If you’re looking to build lean muscle and shed fat, a high-protein meal plan can support your goals. Designed for active adults, this 7-day guide focuses on whole foods rich in protein, balanced with healthy fats and complex carbohydrates.
Why Protein Matters
Protein helps repair muscle tissue, keeps you full longer, and boosts metabolism.
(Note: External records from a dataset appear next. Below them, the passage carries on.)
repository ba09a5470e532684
// Default table names derived from input file names
use once_cell::sync::Lazy;
use regex::Regex;
use std::path::Path;

static NON_WORD: Lazy<Regex> =
    Lazy::new(|| Regex::new(r"[^A-Za-z0-9_]").expect("valid non-word pattern"));

/// Derive a table name from the base name of `path`: lowercased, with every
/// character outside `[a-z0-9_]` replaced by `_`. The extension is kept, so
/// `Account Balances.csv` becomes `account_balances_csv`.
pub fn table_name_from_path(path: &Path) -> String {
    let base = path
        .file_name()
        .map(|name| name.to_string_lossy().into_owned())
        .unwrap_or_default();
    sanitize_table_name(&base)
}

/// Lowercase `name` and replace non-word characters with `_`
pub fn sanitize_table_name(name: &str) -> String {
    NON_WORD.replace_all(&name.to_lowercase(), "_").into_owned()
}
use std::path::PathBuf;
use thiserror::Error;

use crate::types::{BoxError, ColumnOutOfRange};

/// Main error type for csv2sql conversions
#[derive(Error, Debug)]
pub enum ConvertError {
    #[error("Cannot open {}: {source}", .path.display())]
    Resource {
        path: PathBuf,
        #[source]
        source: std::io::Error,
    },

    #[error("Parse error in {} at record {record}: {message}", .path.display())]
    Parse {
        path: PathBuf,
        record: u64,
        message: String,
    },

    #[error("Configuration error{}: {message}", row_suffix(.row))]
    Configuration { row: Option<usize>, message: String },

    #[error("Filter failed at row {row}: {source}")]
    Filter {
        row: usize,
        #[source]
        source: BoxError,
    },

    #[error("IO error: {0}")]
    Io(#[from] std::io::Error),

    #[error("Serialization error: {0}")]
    Serialization(#[from] serde_json::Error),
}

fn row_suffix(row: &Option<usize>) -> String {
    match row {
        Some(row) => format!(" at row {}", row),
        None => String::new(),
    }
}

impl ConvertError {
    pub fn resource(path: impl Into<PathBuf>, source: std::io::Error) -> Self {
        Self::Resource {
            path: path.into(),
            source,
        }
    }

    pub fn parse(path: impl Into<PathBuf>, record: u64, message: impl Into<String>) -> Self {
        Self::Parse {
            path: path.into(),
            record,
            message: message.into(),
        }
    }

    pub fn configuration(message: impl Into<String>) -> Self {
        Self::Configuration {
            row: None,
            message: message.into(),
        }
    }

    pub fn configuration_at(row: usize, message: impl Into<String>) -> Self {
        Self::Configuration {
            row: Some(row),
            message: message.into(),
        }
    }

    /// Wrap an error raised by a user hook while processing `row`.
    ///
    /// Out-of-range column lookups are caller configuration mistakes rather
    /// than hook failures, so they are reported as such.
    pub fn from_hook(row: usize, source: BoxError) -> Self {
        match source.downcast::<ColumnOutOfRange>() {
            Ok(out_of_range) => Self::configuration_at(row, out_of_range.to_string()),
            Err(source) => Self::Filter { row, source },
        }
    }

    /// Row index the error was raised for, when known.
    pub fn row(&self) -> Option<usize> {
        match self {
            Self::Configuration { row, .. } => *row,
            Self::Filter { row, .. } => Some(*row),
            _ => None,
        }
    }
}
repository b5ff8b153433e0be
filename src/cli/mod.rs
pub mod commands;

pub use commands::{Cli, Commands};
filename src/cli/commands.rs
use crate::providers::ProviderKind;
use clap::{Parser, Subcommand};

#[derive(Parser)]
#[command(name = "agent-relay")]
#[command(author, version, about = "Chat with AI provider agents that remember recent turns", long_about = None)]
pub struct Cli {
    #[command(subcommand)]
    pub command: Commands,
}

#[derive(Subcommand)]
pub enum Commands {
    /// Serve the HTTP API
    Serve {
        /// Address to bind (overrides server.bind)
        #[arg(short, long)]
        bind: Option<String>,
    },

    /// Send a single chat message to an agent
    Chat { agent_id: String, message: String },

    /// Start an interactive chat session with an agent
    Interactive { agent_id: String },

    /// Create and persist a new agent
    CreateAgent {
        #[arg(short, long)]
        name: String,

        /// Provider tag: openai or grok
        #[arg(short = 't', long = "type")]
        kind: ProviderKind,

        #[arg(short, long, default_value = "")]
        description: String,

        /// Persona context for the agent
        #[arg(short, long, default_value = "")]
        context: String,
    },

    /// List stored agents
    Agents,
}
For active adults, aiming for 1.2 to 2 grams of protein per kilogram of body weight per day is ideal.
Daily Guidelines
Each day includes:
- 3 main meals
- 2 snacks
- Hydration with water, herbal teas, or electrolyte-rich drinks
Day 1
Breakfast: Scrambled eggs with spinach and feta, whole grain toast
Snack: Greek yogurt with almonds
Lunch: Grilled chicken salad with quinoa and olive oil dressing
Snack: Cottage cheese and sliced cucumber
Dinner: Baked salmon with roasted sweet potatoes and steamed broccoli
Day 2
Breakfast: Protein smoothie with banana, whey protein, and almond butter
Snack: Hard-boiled eggs and cherry tomatoes
Lunch: Turkey and avocado wrap with mixed greens
Snack: Edamame
Dinner: Lean beef stir-fry with brown rice and mixed vegetables
Day 3
Breakfast: Overnight oats with chia seeds and protein powder
Snack: Roasted chickpeas
Lunch: Tuna and white bean salad with olive oil and lemon
Snack: String cheese and an apple
Dinner: Chicken breast with quinoa and asparagus
Day 4
Breakfast: Cottage cheese with berries and flaxseed
Snack: Protein bar (low sugar)
Lunch: Shrimp and avocado salad with lemon vinaigrette
Snack: Hummus with bell pepper strips
Dinner: Turkey meatballs with zucchini noodles
Day 5
Breakfast: Eggs and turkey bacon with sautéed mushrooms
Snack: Smoothie with Greek yogurt, spinach, and pineapple
Lunch: Grilled chicken and farro bowl with roasted veggies
Snack: Almonds and a boiled egg
Dinner: Baked cod with lentils and green beans
Day 6
Breakfast: Protein pancakes with nut butter and banana
Snack: Beef jerky and a pear
Lunch: Quinoa and black bean stuffed bell peppers
Snack: Greek yogurt and granola
Dinner: Grilled steak with mashed cauliflower and sautéed kale
Day 7
Breakfast: Smoothie bowl with protein powder, berries, and chia seeds
Snack: Pumpkin seeds and dried apricots
Lunch: Baked tofu with soba noodles and steamed broccoli
Snack: Celery sticks with almond butter
Dinner: Grilled chicken thighs with brown rice and roasted Brussels sprouts
This plan not only helps with muscle building and fat loss but also encourages sustainable, nutritious eating for an active lifestyle.